Tally the lines in the data that follows that include the word "enum", and report nothing but the total.

Stored data entries:
────────
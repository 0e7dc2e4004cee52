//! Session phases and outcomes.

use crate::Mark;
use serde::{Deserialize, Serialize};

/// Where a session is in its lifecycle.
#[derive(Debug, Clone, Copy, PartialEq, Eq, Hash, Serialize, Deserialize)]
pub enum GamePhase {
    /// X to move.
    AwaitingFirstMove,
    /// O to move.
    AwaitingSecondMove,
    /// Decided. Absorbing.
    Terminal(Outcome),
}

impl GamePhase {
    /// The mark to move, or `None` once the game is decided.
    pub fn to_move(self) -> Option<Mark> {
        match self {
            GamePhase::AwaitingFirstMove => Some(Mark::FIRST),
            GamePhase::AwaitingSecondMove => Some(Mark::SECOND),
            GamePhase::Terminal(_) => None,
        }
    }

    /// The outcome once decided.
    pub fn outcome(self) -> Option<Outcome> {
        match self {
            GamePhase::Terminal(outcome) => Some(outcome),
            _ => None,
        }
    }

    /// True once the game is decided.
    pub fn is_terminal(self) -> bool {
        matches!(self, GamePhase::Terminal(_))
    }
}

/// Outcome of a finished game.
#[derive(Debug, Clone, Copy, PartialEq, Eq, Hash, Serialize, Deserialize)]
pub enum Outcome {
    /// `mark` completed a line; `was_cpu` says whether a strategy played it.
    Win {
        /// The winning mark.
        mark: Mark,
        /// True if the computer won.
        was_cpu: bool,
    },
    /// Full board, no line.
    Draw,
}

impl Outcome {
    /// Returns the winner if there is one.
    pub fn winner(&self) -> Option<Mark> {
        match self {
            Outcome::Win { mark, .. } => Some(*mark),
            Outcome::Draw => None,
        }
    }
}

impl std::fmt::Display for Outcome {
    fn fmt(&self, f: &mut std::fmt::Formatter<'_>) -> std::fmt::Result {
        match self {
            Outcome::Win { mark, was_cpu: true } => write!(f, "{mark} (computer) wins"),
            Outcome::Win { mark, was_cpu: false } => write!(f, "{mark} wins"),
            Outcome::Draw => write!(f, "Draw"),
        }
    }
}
────────
**FINISHED EXERCISE**.
2